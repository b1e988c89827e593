//! Application service: applying generated artifacts to disk.
//!
//! Imports only from `crate::domain` and `crate::application::ports`.
//! Rendering is pure (`crate::domain`); this module reads what is on disk,
//! asks `plan_write` what to do, and carries the decision out.

use anyhow::Result;
use chrono::{DateTime, Utc};

use crate::application::ports::LocalFs;
use crate::domain::agent_config;
use crate::domain::artifact::{GeneratedArtifact, WriteOutcome, WritePolicy, contains_line, plan_write};
use crate::domain::env_file::{self, EnvEntry};
use crate::domain::layout::InstallLayout;
use crate::domain::persona::{self, PersonaTemplate};
use crate::domain::profile::ConfigurationProfile;
use crate::domain::settings::Settings;
use crate::domain::shell_profile;

/// Permission bits of the secrets file.
pub const SECRETS_MODE: u32 = 0o600;
/// Permission bits of the config directory.
pub const CONFIG_DIR_MODE: u32 = 0o700;

/// Apply one artifact according to its write policy.
///
/// # Errors
///
/// Returns an error if the file cannot be read or written.
pub fn apply_artifact(fs: &impl LocalFs, artifact: &GeneratedArtifact) -> Result<WriteOutcome> {
    let existing = fs.read_to_string(&artifact.path)?;
    let (content, outcome) = plan_write(existing.as_deref(), &artifact.policy, &artifact.content);
    match (content, artifact.mode) {
        (Some(content), Some(mode)) => fs.write_private(&artifact.path, &content, mode)?,
        (Some(content), None) => fs.write(&artifact.path, &content)?,
        (None, _) => {}
    }
    tracing::debug!(path = %artifact.path.display(), ?outcome, "artifact applied");
    Ok(outcome)
}

/// Rewrite the environment-secrets file, keeping secrets from earlier runs.
///
/// Returns the entries now on disk.
///
/// # Errors
///
/// Returns an error if the file cannot be read or written.
pub fn write_env_secrets(
    fs: &impl LocalFs,
    profile: &ConfigurationProfile,
    layout: &InstallLayout,
    now: DateTime<Utc>,
) -> Result<Vec<EnvEntry>> {
    let existing = fs
        .read_to_string(&layout.env_file)?
        .map(|c| env_file::parse(&c))
        .unwrap_or_default();
    let merged = env_file::merge(&existing, &env_file::captured(profile));
    apply_artifact(
        fs,
        &GeneratedArtifact {
            path: layout.env_file.clone(),
            content: env_file::render(&merged, now),
            policy: WritePolicy::Replace,
            mode: Some(SECRETS_MODE),
        },
    )?;
    tracing::debug!(keys = merged.len(), "environment secrets written");
    Ok(merged)
}

/// Create the structured config unless one already exists.
///
/// `secrets` are the entries just written to the environment file; the
/// default model is chosen from every cloud key they contain.
///
/// # Errors
///
/// Returns an error if rendering or writing fails.
pub fn write_structured_config(
    fs: &impl LocalFs,
    profile: &ConfigurationProfile,
    secrets: &[EnvEntry],
    settings: &Settings,
    layout: &InstallLayout,
) -> Result<WriteOutcome> {
    let configured = env_file::configured_providers(secrets);
    let config = agent_config::build(profile, &configured, settings, layout);
    apply_artifact(
        fs,
        &GeneratedArtifact {
            path: layout.config_file.clone(),
            content: agent_config::render(&config)?,
            policy: WritePolicy::CreateIfAbsent,
            mode: None,
        },
    )
}

/// Fragments this run asked for that a preserved config lacks.
///
/// # Errors
///
/// Returns an error if the config exists but cannot be read.
pub fn audit_preserved_config(
    fs: &impl LocalFs,
    profile: &ConfigurationProfile,
    layout: &InstallLayout,
) -> Result<Vec<String>> {
    Ok(fs
        .read_to_string(&layout.config_file)?
        .map(|existing| agent_config::missing_fragments(&existing, profile))
        .unwrap_or_default())
}

/// Persona documents as create-if-absent artifacts.
#[must_use]
pub fn persona_artifacts(
    templates: &[PersonaTemplate],
    profile: &ConfigurationProfile,
    layout: &InstallLayout,
) -> Vec<GeneratedArtifact> {
    templates
        .iter()
        .map(|t| GeneratedArtifact {
            path: layout.workspace_dir.join(t.file_name),
            content: persona::render(t.body, &profile.agent_name),
            policy: WritePolicy::CreateIfAbsent,
            mode: None,
        })
        .collect()
}

/// Write every persona document that does not exist yet.
///
/// # Errors
///
/// Returns an error on the first document that cannot be written.
pub fn write_persona_docs(
    fs: &impl LocalFs,
    templates: &[PersonaTemplate],
    profile: &ConfigurationProfile,
    layout: &InstallLayout,
) -> Result<Vec<WriteOutcome>> {
    persona_artifacts(templates, profile, layout)
        .iter()
        .map(|a| apply_artifact(fs, a))
        .collect()
}

/// Append the PATH and alias blocks that are not present yet.
///
/// # Errors
///
/// Returns an error if the shell rc file cannot be read or written.
pub fn write_shell_profile(
    fs: &impl LocalFs,
    settings: &Settings,
    layout: &InstallLayout,
) -> Result<Vec<WriteOutcome>> {
    shell_profile::artifacts(settings, layout)
        .iter()
        .map(|a| apply_artifact(fs, a))
        .collect()
}

/// Whether both shell blocks are already in the rc file.
///
/// # Errors
///
/// Returns an error if the rc file exists but cannot be read.
pub fn shell_profile_present(
    fs: &impl LocalFs,
    settings: &Settings,
    layout: &InstallLayout,
) -> Result<bool> {
    let Some(current) = fs.read_to_string(&layout.shell_rc)? else {
        return Ok(false);
    };
    Ok(shell_profile::artifacts(settings, layout)
        .iter()
        .all(|a| match &a.policy {
            WritePolicy::AppendIfMissingLine { marker } => {
                contains_line(&current, marker)
            }
            _ => false,
        }))
}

What you are asked to do | Every line of the data above should be copied exactly.

Output of the exercise |
repository b1e988c89827e593
//! Application service: applying generated artifacts to disk.
//!
//! Imports only from `crate::domain` and `crate::application::ports`.
//! Rendering is pure (`crate::domain`); this module reads what is on disk,
//! asks `plan_write` what to do, and carries the decision out.

use anyhow::Result;
use chrono::{DateTime, Utc};

use crate::application::ports::LocalFs;
use crate::domain::agent_config;
use crate::domain::artifact::{GeneratedArtifact, WriteOutcome, WritePolicy, contains_line, plan_write};
use crate::domain::env_file::{self, EnvEntry};
use crate::domain::layout::InstallLayout;
use crate::domain::persona::{self, PersonaTemplate};
use crate::domain::profile::ConfigurationProfile;
use crate::domain::settings::Settings;
use crate::domain::shell_profile;

/// Permission bits of the secrets file.
pub const SECRETS_MODE: u32 = 0o600;
/// Permission bits of the config directory.
pub const CONFIG_DIR_MODE: u32 = 0o700;

/// Apply one artifact according to its write policy.
///
/// # Errors
///
/// Returns an error if the file cannot be read or written.
pub fn apply_artifact(fs: &impl LocalFs, artifact: &GeneratedArtifact) -> Result<WriteOutcome> {
    let existing = fs.read_to_string(&artifact.path)?;
    let (content, outcome) = plan_write(existing.as_deref(), &artifact.policy, &artifact.content);
    match (content, artifact.mode) {
        (Some(content), Some(mode)) => fs.write_private(&artifact.path, &content, mode)?,
        (Some(content), None) => fs.write(&artifact.path, &content)?,
        (None, _) => {}
    }
    tracing::debug!(path = %artifact.path.display(), ?outcome, "artifact applied");
    Ok(outcome)
}

/// Rewrite the environment-secrets file, keeping secrets from earlier runs.
///
/// Returns the entries now on disk.
///
/// # Errors
///
/// Returns an error if the file cannot be read or written.
pub fn write_env_secrets(
    fs: &impl LocalFs,
    profile: &ConfigurationProfile,
    layout: &InstallLayout,
    now: DateTime<Utc>,
) -> Result<Vec<EnvEntry>> {
    let existing = fs
        .read_to_string(&layout.env_file)?
        .map(|c| env_file::parse(&c))
        .unwrap_or_default();
    let merged = env_file::merge(&existing, &env_file::captured(profile));
    apply_artifact(
        fs,
        &GeneratedArtifact {
            path: layout.env_file.clone(),
            content: env_file::render(&merged, now),
            policy: WritePolicy::Replace,
            mode: Some(SECRETS_MODE),
        },
    )?;
    tracing::debug!(keys = merged.len(), "environment secrets written");
    Ok(merged)
}

/// Create the structured config unless one already exists.
///
/// `secrets` are the entries just written to the environment file; the
/// default model is chosen from every cloud key they contain.
///
/// # Errors
///
/// Returns an error if rendering or writing fails.
pub fn write_structured_config(
    fs: &impl LocalFs,
    profile: &ConfigurationProfile,
    secrets: &[EnvEntry],
    settings: &Settings,
    layout: &InstallLayout,
) -> Result<WriteOutcome> {
    let configured = env_file::configured_providers(secrets);
    let config = agent_config::build(profile, &configured, settings, layout);
    apply_artifact(
        fs,
        &GeneratedArtifact {
            path: layout.config_file.clone(),
            content: agent_config::render(&config)?,
            policy: WritePolicy::CreateIfAbsent,
            mode: None,
        },
    )
}

/// Fragments this run asked for that a preserved config lacks.
///
/// # Errors
///
/// Returns an error if the config exists but cannot be read.
pub fn audit_preserved_config(
    fs: &impl LocalFs,
    profile: &ConfigurationProfile,
    layout: &InstallLayout,
) -> Result<Vec<String>> {
    Ok(fs
        .read_to_string(&layout.config_file)?
        .map(|existing| agent_config::missing_fragments(&existing, profile))
        .unwrap_or_default())
}

/// Persona documents as create-if-absent artifacts.
#[must_use]
pub fn persona_artifacts(
    templates: &[PersonaTemplate],
    profile: &ConfigurationProfile,
    layout: &InstallLayout,
) -> Vec<GeneratedArtifact> {
    templates
        .iter()
        .map(|t| GeneratedArtifact {
            path: layout.workspace_dir.join(t.file_name),
            content: persona::render(t.body, &profile.agent_name),
            policy: WritePolicy::CreateIfAbsent,
            mode: None,
        })
        .collect()
}

/// Write every persona document that does not exist yet.
///
/// # Errors
///
/// Returns an error on the first document that cannot be written.
pub fn write_persona_docs(
    fs: &impl LocalFs,
    templates: &[PersonaTemplate],
    profile: &ConfigurationProfile,
    layout: &InstallLayout,
) -> Result<Vec<WriteOutcome>> {
    persona_artifacts(templates, profile, layout)
        .iter()
        .map(|a| apply_artifact(fs, a))
        .collect()
}

/// Append the PATH and alias blocks that are not present yet.
///
/// # Errors
///
/// Returns an error if the shell rc file cannot be read or written.
pub fn write_shell_profile(
    fs: &impl LocalFs,
    settings: &Settings,
    layout: &InstallLayout,
) -> Result<Vec<WriteOutcome>> {
    shell_profile::artifacts(settings, layout)
        .iter()
        .map(|a| apply_artifact(fs, a))
        .collect()
}

/// Whether both shell blocks are already in the rc file.
///
/// # Errors
///
/// Returns an error if the rc file exists but cannot be read.
pub fn shell_profile_present(
    fs: &impl LocalFs,
    settings: &Settings,
    layout: &InstallLayout,
) -> Result<bool> {
    let Some(current) = fs.read_to_string(&layout.shell_rc)? else {
        return Ok(false);
    };
    Ok(shell_profile::artifacts(settings, layout)
        .iter()
        .all(|a| match &a.policy {
            WritePolicy::AppendIfMissingLine { marker } => {
                contains_line(&current, marker)
            }
            _ => false,
        }))
}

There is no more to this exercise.